Changes in brain tissue stiffness are closely linked to the development and diseases of the nervous system. Endoplasmic reticulum (ER) stress plays a role in various pathological processes related to epilepsy. However, the relationship between stiffness changes, ER stress, and epilepsy remains unclear. This study aimed to investigate the impact of Best1 upregulation on alleviating ER stress and the underlying mechanism. Additionally, we proposed a protective strategy to prevent cell death resulting from ER stress in epilepsy. This study investigated the expression levels of ER stress-related proteins in epileptic tissues of varying stiffness. Atomic force microscopy revealed differences in stiffness across various lesion regions in patients with epilepsy. The expression levels of ECM and ER stress-related proteins were elevated in tissues with higher stiffness.
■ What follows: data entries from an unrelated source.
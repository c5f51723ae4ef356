use async_trait::async_trait;
use chrono::{DateTime, Utc};

use shutoff_core::{AppError, AppResult};
use shutoff_domain::{RemediationRequest, RemediationToken, ResourceKind};

/// Remediation request as persisted in the key-value store.
///
/// Every attribute is stored as a string so records written by other tools
/// stay readable; `kind` is only validated when the record is resolved.
#[derive(Debug, Clone, PartialEq, Eq)]
pub struct RemediationRecord {
    /// Token the record is keyed by.
    pub request_id: String,
    /// Stored resource kind value.
    pub kind: String,
    /// Resource to stop.
    pub resource_id: String,
    /// Region of the resource.
    pub region: String,
    /// Insert time. Informational only; records never expire.
    pub created_at: Option<DateTime<Utc>>,
}

impl RemediationRecord {
    /// Builds the persisted form of a new request.
    #[must_use]
    pub fn from_request(request: &RemediationRequest, created_at: DateTime<Utc>) -> Self {
        Self {
            request_id: request.token().as_str().to_owned(),
            kind: request.kind().as_str().to_owned(),
            resource_id: request.resource_id().to_owned(),
            region: request.region().to_owned(),
            created_at: Some(created_at),
        }
    }

    /// Converts the stored attributes back into a request.
    ///
    /// Unknown kinds surface as [`AppError::Unsupported`]; any other invalid
    /// attribute is a store integrity problem.
    pub fn into_request(self) -> AppResult<RemediationRequest> {
        let kind = self.kind.parse::<ResourceKind>()?;
        let token = RemediationToken::parse(self.request_id.as_str()).map_err(|error| {
            AppError::Internal(format!("stored remediation request is invalid: {error}"))
        })?;

        RemediationRequest::new(token, kind, self.resource_id, self.region).map_err(|error| {
            AppError::Internal(format!("stored remediation request is invalid: {error}"))
        })
    }
}

/// Repository port for remediation request persistence.
#[async_trait]
pub trait RemediationRepository: Send + Sync {
    /// Inserts a new record.
    ///
    /// Must fail with [`AppError::Conflict`] instead of overwriting when a
    /// record with the same `request_id` exists.
    async fn insert_request(&self, record: RemediationRecord) -> AppResult<()>;

    /// Point lookup by token.
    async fn find_request(&self, request_id: &str) -> AppResult<Option<RemediationRecord>>;
}
use shutoff_core::AppResult;
use shutoff_domain::{AuditEvent, Ownership, ResourceKind, RunningResource};

use crate::audit_ports::AuditTrail;
use crate::ownership_resolver::resolve_ownership;

/// Most audit events read per region and kind.
///
/// Older creation events beyond this cap are never read.
pub const AUDIT_LOOKUP_LIMIT: i32 = 100;

/// Creation events of one resource kind in one region.
#[derive(Debug, Clone)]
pub struct AuditEventIndex {
    kind: ResourceKind,
    region: String,
    events: Vec<AuditEvent>,
}

impl AuditEventIndex {
    /// Fetches the creation events for `kind` in `region`.
    pub async fn load(
        audit_trail: &dyn AuditTrail,
        region: &str,
        kind: ResourceKind,
    ) -> AppResult<Self> {
        let events = audit_trail
            .lookup_events(region, kind.creation_event_name(), AUDIT_LOOKUP_LIMIT)
            .await?;

        Ok(Self::from_events(kind, region, events))
    }

    /// Builds an index from already fetched events.
    #[must_use]
    pub fn from_events(kind: ResourceKind, region: &str, events: Vec<AuditEvent>) -> Self {
        Self {
            kind,
            region: region.to_owned(),
            events,
        }
    }

    /// Returns the indexed region.
    #[must_use]
    pub fn region(&self) -> &str {
        self.region.as_str()
    }

    /// Returns the events in audit log order.
    #[must_use]
    pub fn events(&self) -> &[AuditEvent] {
        &self.events
    }

    /// Resolves who created `resource`.
    #[must_use]
    pub fn owner_of(&self, resource: &RunningResource) -> Ownership {
        match resource.audit_match_key() {
            Some(match_key) => resolve_ownership(self.kind, match_key, &self.events),
            None => Ownership::Unknown,
        }
    }
}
Polypropionamide hydrogels were used to simulate extracellular matrix (ECM) with varying stiffness levels. Basal ER stress increased in the stiffer hydrogel substrates. Furthermore, the calcium-activated anion channel Bestrophin 1 (Best1) mitigated ER stress induced by both the stiffer substrate and thapsigargin. The loss-of-function mutations in Best1 inhibited this activity. The underlying mechanism involves the upregulation of the endosomal sorting complex required for the transport (ESCRT) components by Best1, which helps mitigate ER stress. These findings suggest that increased stiffness of the cellular microenvironment may contribute to neuronal death during epileptogenesis. Additionally, Best1 upregulation may serve as a protective strategy against excessive ER stress-induced neuronal damage in epilepsy.